Acabou a farra dos prefeitos que se utilizam de verba da educação para pagar honorários aos advogados. É que a primeira Seção do Supremo Tribunal de Justiça (STJ) proibiu que o dinheiro do Fundo de Manutenção e Desenvolvimento do Ensino Fundamental e de Valorização do Magistério (Fundef) seja usado para esse tipo de serviço.
Para os ministros, os R$ 90 bilhões em precatórios devidos pela União a municípios brasileiros a título de repasse a menor do Fundef sejam utilizados apenas na educação.
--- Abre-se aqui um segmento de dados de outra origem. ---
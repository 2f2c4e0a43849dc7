//! Caller identity and authorization of ledger operations.

use std::fmt;

use bazaar_token::{Address, Wallet};
use serde::{Deserialize, Serialize};

use crate::error::LedgerError;
use crate::listing::ListingKey;

/// Authenticated account invoking a ledger operation.
#[derive(Debug, Clone, PartialEq, Eq, Hash)]
pub struct Caller {
    address: Address,
}

impl Caller {
    /// Caller holding `wallet`'s signing key.
    #[must_use]
    pub fn from_wallet(wallet: &Wallet) -> Self {
        Self {
            address: wallet.address().clone(),
        }
    }

    /// The caller's account.
    #[must_use]
    pub fn address(&self) -> &Address {
        &self.address
    }
}

/// Ledger operations subject to authorization.
#[derive(Debug, Clone, Copy, PartialEq, Eq, Hash, Serialize, Deserialize)]
#[serde(rename_all = "snake_case")]
pub enum Operation {
    /// Register custody for an asset.
    AllowAsset,
    /// Create a listing.
    FirstDeposit,
    /// Add units to a listing.
    Deposit,
    /// Change a listing's price.
    SetUnitaryPrice,
    /// Purchase from a listing.
    Buy,
    /// Close a listing.
    Withdraw,
}

impl Operation {
    /// Whether only the listing owner may perform the operation.
    #[must_use]
    pub const fn owner_only(self) -> bool {
        matches!(
            self,
            Self::FirstDeposit | Self::Deposit | Self::SetUnitaryPrice | Self::Withdraw
        )
    }
}

impl fmt::Display for Operation {
    fn fmt(&self, f: &mut fmt::Formatter<'_>) -> fmt::Result {
        let name = match self {
            Self::AllowAsset => "allow_asset",
            Self::FirstDeposit => "first_deposit",
            Self::Deposit => "deposit",
            Self::SetUnitaryPrice => "set_unitary_price",
            Self::Buy => "buy",
            Self::Withdraw => "withdraw",
        };
        f.write_str(name)
    }
}

/// Check that `caller` may perform `operation` on the listing at `key`.
///
/// # Errors
///
/// Returns [`LedgerError::Unauthorized`] when an owner-only operation is
/// attempted by someone other than the key's owner.
pub fn authorize(caller: &Caller, key: &ListingKey, operation: Operation) -> Result<(), LedgerError> {
    if operation.owner_only() && caller.address() != &key.owner {
        return Err(LedgerError::Unauthorized {
            caller: caller.address().clone(),
            owner: key.owner.clone(),
            operation,
        });
    }
    Ok(())
}

#[cfg(test)]
mod tests {
    use super::*;
    use bazaar_token::AssetId;
    use test_case::test_case;

    #[test_case(Operation::FirstDeposit => true)]
    #[test_case(Operation::Deposit => true)]
    #[test_case(Operation::SetUnitaryPrice => true)]
    #[test_case(Operation::Withdraw => true)]
    #[test_case(Operation::Buy => false)]
    #[test_case(Operation::AllowAsset => false)]
    fn owner_only(op: Operation) -> bool {
        op.owner_only()
    }

    #[test]
    fn owner_is_authorized() {
        let owner = Wallet::generate().expect("wallet");
        let key = ListingKey::new(owner.address().clone(), AssetId::new(1), 0);
        assert!(authorize(&Caller::from_wallet(&owner), &key, Operation::Withdraw).is_ok());
    }

    #[test]
    fn stranger_cannot_withdraw_but_can_buy() {
        let owner = Wallet::generate().expect("wallet");
        let stranger = Caller::from_wallet(&Wallet::generate().expect("wallet"));
        let key = ListingKey::new(owner.address().clone(), AssetId::new(1), 0);

        assert!(matches!(
            authorize(&stranger, &key, Operation::Withdraw),
            Err(LedgerError::Unauthorized {
                operation: Operation::Withdraw,
                ..
            })
        ));
        assert!(authorize(&stranger, &key, Operation::Buy).is_ok());
    }

    #[test]
    fn operation_display() {
        assert_eq!(Operation::SetUnitaryPrice.to_string(), "set_unitary_price");
    }
}
//! Addresses and Ed25519 wallets.

use crate::error::{Result, TokenError};
use ed25519_dalek::{Signature, Signer, SigningKey, VerifyingKey};
use rand::RngCore;
use rand::rngs::OsRng;
use serde::{Deserialize, Serialize};
use std::fmt;

/// An account address (base58-encoded Ed25519 public key).
#[derive(Debug, Clone, PartialEq, Eq, PartialOrd, Ord, Hash, Serialize, Deserialize)]
#[serde(transparent)]
pub struct Address(String);

impl Address {
    /// Create an address from a base58-encoded string.
    ///
    /// # Errors
    ///
    /// Returns error if the string is not valid base58 or wrong length.
    pub fn from_base58(s: &str) -> Result<Self> {
        let bytes = bs58::decode(s)
            .into_vec()
            .map_err(|e| TokenError::invalid_address(format!("invalid base58: {e}")))?;

        if bytes.len() != 32 {
            return Err(TokenError::invalid_address(format!(
                "address must be 32 bytes, got {}",
                bytes.len()
            )));
        }

        Ok(Self(s.to_string()))
    }

    /// Create an address from raw public key bytes.
    ///
    /// # Errors
    ///
    /// Returns error if bytes are not 32 bytes.
    pub fn from_bytes(bytes: &[u8]) -> Result<Self> {
        if bytes.len() != 32 {
            return Err(TokenError::invalid_address(format!(
                "address must be 32 bytes, got {}",
                bytes.len()
            )));
        }
        Ok(Self(bs58::encode(bytes).into_string()))
    }

    /// Get the base58-encoded address string.
    #[must_use]
    pub fn as_str(&self) -> &str {
        &self.0
    }

    /// Decode the address into an Ed25519 verifying key.
    ///
    /// # Errors
    ///
    /// Returns error if the address is not a valid public key.
    pub fn verifying_key(&self) -> Result<VerifyingKey> {
        let bytes = bs58::decode(&self.0)
            .into_vec()
            .map_err(|e| TokenError::invalid_address(format!("invalid base58: {e}")))?;
        let array: [u8; 32] = bytes
            .as_slice()
            .try_into()
            .map_err(|_| TokenError::invalid_address("address must be 32 bytes"))?;
        VerifyingKey::from_bytes(&array)
            .map_err(|e| TokenError::invalid_address(format!("not a valid public key: {e}")))
    }

    /// Check that `signature` over `message` was produced by this address's key.
    #[must_use]
    pub fn verifies(&self, message: &[u8], signature: &Signature) -> bool {
        self.verifying_key()
            .is_ok_and(|key| key.verify_strict(message, signature).is_ok())
    }
}

impl fmt::Display for Address {
    fn fmt(&self, f: &mut fmt::Formatter<'_>) -> fmt::Result {
        write!(f, "{}", self.0)
    }
}

impl AsRef<str> for Address {
    fn as_ref(&self) -> &str {
        &self.0
    }
}

/// An Ed25519 keypair controlling one address.
pub struct Wallet {
    signing_key: SigningKey,
    address: Address,
}

impl Wallet {
    /// Generate a new random wallet from the OS CSPRNG.
    ///
    /// # Errors
    ///
    /// Returns error if the derived address is malformed.
    pub fn generate() -> Result<Self> {
        let mut secret_bytes = [0u8; 32];
        OsRng.fill_bytes(&mut secret_bytes);
        Self::from_signing_key(SigningKey::from_bytes(&secret_bytes))
    }

    /// Create a wallet from a secret key (32 bytes).
    ///
    /// # Errors
    ///
    /// Returns error if the key is invalid.
    pub fn from_secret_key(secret: &[u8]) -> Result<Self> {
        let secret_array: [u8; 32] = secret.try_into().map_err(|_| TokenError::WalletError {
            message: format!("secret key must be 32 bytes, got {}", secret.len()),
        })?;
        Self::from_signing_key(SigningKey::from_bytes(&secret_array))
    }

    /// Create a wallet from a base58-encoded secret key.
    ///
    /// # Errors
    ///
    /// Returns error if the key is invalid.
    pub fn from_base58_secret(secret: &str) -> Result<Self> {
        let bytes = bs58::decode(secret)
            .into_vec()
            .map_err(|e| TokenError::WalletError {
                message: format!("invalid base58: {e}"),
            })?;
        Self::from_secret_key(&bytes)
    }

    fn from_signing_key(signing_key: SigningKey) -> Result<Self> {
        let address = Address::from_bytes(signing_key.verifying_key().as_bytes())?;
        Ok(Self {
            signing_key,
            address,
        })
    }

    /// Get the wallet address.
    #[must_use]
    pub fn address(&self) -> &Address {
        &self.address
    }

    /// Get the secret key as base58.
    #[must_use]
    pub fn secret_key_base58(&self) -> String {
        bs58::encode(self.signing_key.as_bytes()).into_string()
    }

    /// Sign a message.
    #[must_use]
    pub fn sign(&self, message: &[u8]) -> Signature {
        self.signing_key.sign(message)
    }
}

#[allow(clippy::missing_fields_in_debug)]
impl fmt::Debug for Wallet {
    fn fmt(&self, f: &mut fmt::Formatter<'_>) -> fmt::Result {
        f.debug_struct("Wallet")
            .field("address", &self.address)
            .field("secret_key", &"[REDACTED]")
            .finish()
    }
}

#[cfg(test)]
mod tests {
    use super::*;

    #[test]
    fn test_generate_wallet() {
        let wallet = Wallet::generate().expect("should generate");
        assert!(!wallet.address().as_str().is_empty());
    }

    #[test]
    fn test_address_roundtrip() {
        let wallet = Wallet::generate().expect("should generate");
        let parsed = Address::from_base58(wallet.address().as_str()).expect("should parse");
        assert_eq!(wallet.address(), &parsed);
    }

    #[test]
    fn test_base58_secret_roundtrip() {
        let wallet1 = Wallet::generate().expect("should generate");
        let wallet2 =
            Wallet::from_base58_secret(&wallet1.secret_key_base58()).expect("should create");
        assert_eq!(wallet1.address(), wallet2.address());
    }

    #[test]
    fn test_address_verifies_own_signature() {
        let wallet = Wallet::generate().expect("should generate");
        let other = Wallet::generate().expect("should generate");
        let signature = wallet.sign(b"listing");

        assert!(wallet.address().verifies(b"listing", &signature));
        assert!(!wallet.address().verifies(b"tampered", &signature));
        assert!(!other.address().verifies(b"listing", &signature));
    }

    #[test]
    fn test_invalid_address() {
        assert!(Address::from_base58("invalid!").is_err());
        assert!(Address::from_base58("abc").is_err());
    }

    #[test]
    fn test_secret_key_wrong_length() {
        let err = Wallet::from_secret_key(&[1u8; 31]).unwrap_err();
        assert!(matches!(err, TokenError::WalletError { .. }));
    }

    #[test]
    fn test_wallet_debug_redacts_secret() {
        let wallet = Wallet::generate().expect("should generate");
        let debug = format!("{wallet:?}");
        assert!(debug.contains("REDACTED"));
        assert!(!debug.contains(&wallet.secret_key_base58()));
    }
}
Esse já era um entendimento do Ministério Público Federal defendido desde o ano passado.
Segundo estimativa do MPF, os precatórios devidos pela União que devem ser pagos a mais de 3.800 municípios. Muitas dessas prefeituras contrataram advogados para executar a decisão. Os escritórios cobravam em média de 20% a 30% do valor da causa em honorários.
Segundo o MPF, “a utilização [da verba do Fundo] fora da destinação legal implica a imediata necessidade de recomposição do erário, ensejando a responsabilidade do gestor que deu causa ao desvio”. O entendimento tem respaldo de recente decisão do Supremo Tribunal Federal e do Tribunal de Contas da União (TCU).